Вообще-то, особенно торопиться не стоило: повинуясь установленному порядку, полосатые гефтлинги без напоминаний брели на те самые места, куда их поставил нарядчик-надзиратель в начале недели. Но Павел был уже по горло сыт сюрпризами; он чувствовал, что какой-нибудь очередной фортель судьбы может убить его так же верно, как пуля, выпущенная из никелированного парабеллума коменданта, — уж очень он стал слаб и измотан. Да и ждать, теряясь в догадках, было уже невыносимо, потому-то он и торопился так, словно впереди, в неровной каменной нише с изгрызенными отбойным молотком стенками, его ждало что-то приятное.

На самом-то деле он был уверен, что ничего хорошего его там не ждет. Ночная смена отработала как обычно, это было видно по всему — и по клубящейся в воздухе пыли, и по изменившимся очертаниям штольни, которая стала заметно глубже и шире, и даже по тому, что рукоятка отбойного молотка, который он нес на плече, еще хранила слабое тепло чьей-то ладони. Опалубка опорных колонн была уже почти закончена, повсюду лежали и стояли прислоненные к стенам, испачканные цементным раствором, уже бывшие в употреблении деревянные щиты, а в дальнем углу, ближе к компрессору, Павел увидел бетономешалку, которой раньше здесь не было. Да, ночная смена не простаивала и не вкалывала на разгрузке, а трудилась тут, в штольне. И, без сомнения, кто-то уже наткнулся на отверстие в стене — не мог не наткнуться, потому что чудес на свете не бывает…

Поэтому, направляясь к своему рабочему месту, Павел ожидал увидеть там какую-нибудь пакость наподобие часового с автоматом, свежей бетонной пломбы, натянутой поперек ниши колючей проволоки или хотя бы приколоченных крест-накрест досок и таблички с грозной надписью по-немецки — словом, все что угодно, но только не то, что увидел на самом деле.

Ниша на глаз стала значительно шире, но глубина ее осталась прежней. Там, в глубине, виднелся поставленный на попа дощатый щит — такой же, как те, что благодаря плотницкой бригаде стояли и лежали по всей штольне.

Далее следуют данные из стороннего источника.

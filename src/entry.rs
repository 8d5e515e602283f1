//! Library records.
//!
//! An [`Entry`]'s derived fields (`l1`, `l2c`, `w`, `C`, `Hm`, `Z`) are a
//! pure function of `word` and the active configuration. They are only ever
//! set as a block by [`Entry::recompute`]; values read from files are
//! untrusted and may be `None` when a cell could not be parsed.

use crate::alphabet::encode;
use crate::config::EncoderConfig;
use crate::metrics::Encoding;
use serde::{Deserialize, Serialize};
use tracing::debug;

/// Fixed column contract of the persisted collection.
pub const LIB_COLS: [&str; 13] = [
    "word", "sphere", "tone", "allowed", "field", "role", "notes", "l1", "l2c", "w", "C", "Hm",
    "Z",
];

pub const DEFAULT_SPHERE: &str = "прочее";
pub const DEFAULT_TONE: &str = "neutral";

/// One library row.
#[derive(Clone, Debug, PartialEq, Serialize, Deserialize)]
pub struct Entry {
    pub word: String,
    /// Semicolon-delimited tag set.
    pub sphere: String,
    pub tone: String,
    pub allowed: bool,
    pub field: String,
    pub role: String,
    /// Pipe-joined notes from merged duplicates.
    pub notes: String,
    pub l1: Option<u32>,
    pub l2c: Option<u32>,
    pub w: Option<f64>,
    #[serde(rename = "C")]
    pub c: Option<f64>,
    #[serde(rename = "Hm")]
    pub hm: Option<f64>,
    #[serde(rename = "Z")]
    pub z: Option<f64>,
}

/// A numeric cell that could not be read; the row contributes nothing on
/// that axis.
#[derive(Clone, Debug, PartialEq, Eq)]
pub struct ParseSkip {
    pub row: usize,
    pub column: &'static str,
    pub raw: String,
}

/// Lenient boolean: true only for `true`, `1`, `yes`, `y`, `да`
/// (case-insensitive, trimmed).
pub fn parse_bool(raw: &str) -> bool {
    matches!(
        raw.trim().to_lowercase().as_str(),
        "true" | "1" | "yes" | "y" | "да"
    )
}

/// Empty for missing values and for the literal `nan` left by spreadsheet
/// exports.
pub fn clean_text(raw: &str) -> String {
    let trimmed = raw.trim();
    if trimmed.eq_ignore_ascii_case("nan") {
        String::new()
    } else {
        trimmed.to_string()
    }
}

impl Entry {
    /// New entry with metadata only; derived fields are computed immediately.
    pub fn new(word: &str, sphere: &str, tone: &str, config: &EncoderConfig) -> Self {
        let mut entry = Entry {
            word: word.to_string(),
            sphere: sphere.to_string(),
            tone: tone.to_string(),
            allowed: true,
            field: String::new(),
            role: String::new(),
            notes: String::new(),
            l1: None,
            l2c: None,
            w: None,
            c: None,
            hm: None,
            z: None,
        };
        entry.recompute(config);
        entry
    }

    /// Overwrite every derived field from `word`.
    ///
    /// Words without letters or whose code is out of range end up with all
    /// derived fields `None`.
    pub fn recompute(&mut self, config: &EncoderConfig) {
        self.clear_derived();
        let Ok((_, l1)) = encode(&self.word) else {
            debug!(word = %self.word, "no letters, derived fields cleared");
            return;
        };
        match Encoding::compute(i64::from(l1), config) {
            Ok(enc) => {
                self.l1 = Some(enc.l1);
                self.l2c = Some(enc.l2c());
                self.w = Some(enc.metrics.w);
                self.c = Some(enc.metrics.c);
                self.hm = Some(enc.metrics.hm);
                self.z = Some(enc.metrics.z);
            }
            Err(err) => debug!(word = %self.word, "derived fields cleared: {err}"),
        }
    }

    fn clear_derived(&mut self) {
        self.l1 = None;
        self.l2c = None;
        self.w = None;
        self.c = None;
        self.hm = None;
        self.z = None;
    }

    /// Sphere tags, trimmed, empties dropped.
    pub fn spheres(&self) -> impl Iterator<Item = &str> {
        self.sphere.split(';').map(str::trim).filter(|s| !s.is_empty())
    }

    /// The (w, C, Z) point, if all three are finite.
    pub fn metric_point(&self) -> Option<[f64; 3]> {
        match (self.w, self.c, self.z) {
            (Some(w), Some(c), Some(z)) if w.is_finite() && c.is_finite() && z.is_finite() => {
                Some([w, c, z])
            }
            _ => None,
        }
    }

    /// Build an entry from a header-keyed row. Missing columns read as empty;
    /// unparseable numeric cells become `None` and are reported.
    pub fn from_row<'a, F>(row: usize, get: F) -> (Entry, Vec<ParseSkip>)
    where
        F: Fn(&str) -> Option<&'a str>,
    {
        let text = |col: &str| get(col).map(clean_text).unwrap_or_default();
        let mut skips = Vec::new();

        let mut int_cell = |col: &'static str| -> Option<u32> {
            let raw = get(col)?.trim();
            if raw.is_empty() {
                return None;
            }
            // tolerate float-formatted integers such as "123.0"
            let parsed = raw
                .parse::<u32>()
                .ok()
                .or_else(|| {
                    raw.parse::<f64>()
                        .ok()
                        .filter(|v| v.is_finite() && *v >= 0.0 && v.fract() == 0.0)
                        .map(|v| v as u32)
                });
            if parsed.is_none() {
                skips.push(ParseSkip {
                    row,
                    column: col,
                    raw: raw.to_string(),
                });
            }
            parsed
        };
        let l1 = int_cell("l1");
        let l2c = int_cell("l2c");

        let mut float_cell = |col: &'static str| -> Option<f64> {
            let raw = get(col)?.trim();
            if raw.is_empty() {
                return None;
            }
            let parsed = raw.parse::<f64>().ok().filter(|v| v.is_finite());
            if parsed.is_none() {
                skips.push(ParseSkip {
                    row,
                    column: col,
                    raw: raw.to_string(),
                });
            }
            parsed
        };
        let w = float_cell("w");
        let c = float_cell("C");
        let hm = float_cell("Hm");
        let z = float_cell("Z");

        let allowed = get("allowed").map(parse_bool).unwrap_or(true);

        let entry = Entry {
            word: text("word").to_uppercase(),
            sphere: text("sphere"),
            tone: text("tone"),
            allowed,
            field: text("field"),
            role: text("role"),
            notes: text("notes"),
            l1,
            l2c,
            w,
            c,
            hm,
            z,
        };
        (entry, skips)
    }

    /// Cells in [`LIB_COLS`] order.
    pub fn to_row(&self) -> [String; 13] {
        let int = |v: Option<u32>| v.map(|v| v.to_string()).unwrap_or_default();
        let float = |v: Option<f64>| v.map(|v| v.to_string()).unwrap_or_default();
        [
            self.word.clone(),
            self.sphere.clone(),
            self.tone.clone(),
            self.allowed.to_string(),
            self.field.clone(),
            self.role.clone(),
            self.notes.clone(),
            int(self.l1),
            int(self.l2c),
            float(self.w),
            float(self.c),
            float(self.hm),
            float(self.z),
        ]
    }
}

Блекло-серый цвет засохшего цемента почти сливался с фоном каменной стены; щит был словно нарочно создан для того, чтобы именно здесь и сейчас привлекать к себе как можно меньше внимания.

Доски, таким образом, все-таки были. Войдя в нишу и навинчивая на торчащий из головки отбойного молотка патрубок наконечник воздушного шланга, Павел снова осторожно посмотрел на щит и убедился, что надпись тоже имеется и сделана она, как и ожидалось, по-немецки. Чем-то острым — очевидно, ржавым гвоздем, вынутым все из того же щита, — на белесой бугристой поверхности присохшего к доскам цемента было торопливо, вкривь и вкось нацарапано: «Arbeit macht frei» — «Работа делает свободным» — лозунг, красовавшийся на воротах первых немецких концлагерей, где пришедшие к власти нацисты гноили заживо своих коммунистов и всех, кто был им неугоден. Лозунг был изуверский, но в данный момент в нем, похоже, содержался какой-то второй смысл. Вернее, смысл-то был самый что ни на есть изначальный: работай, и освободишься, — но он явно не совпадал с тем, что имели в виду нацисты, когда сочиняли этот призыв.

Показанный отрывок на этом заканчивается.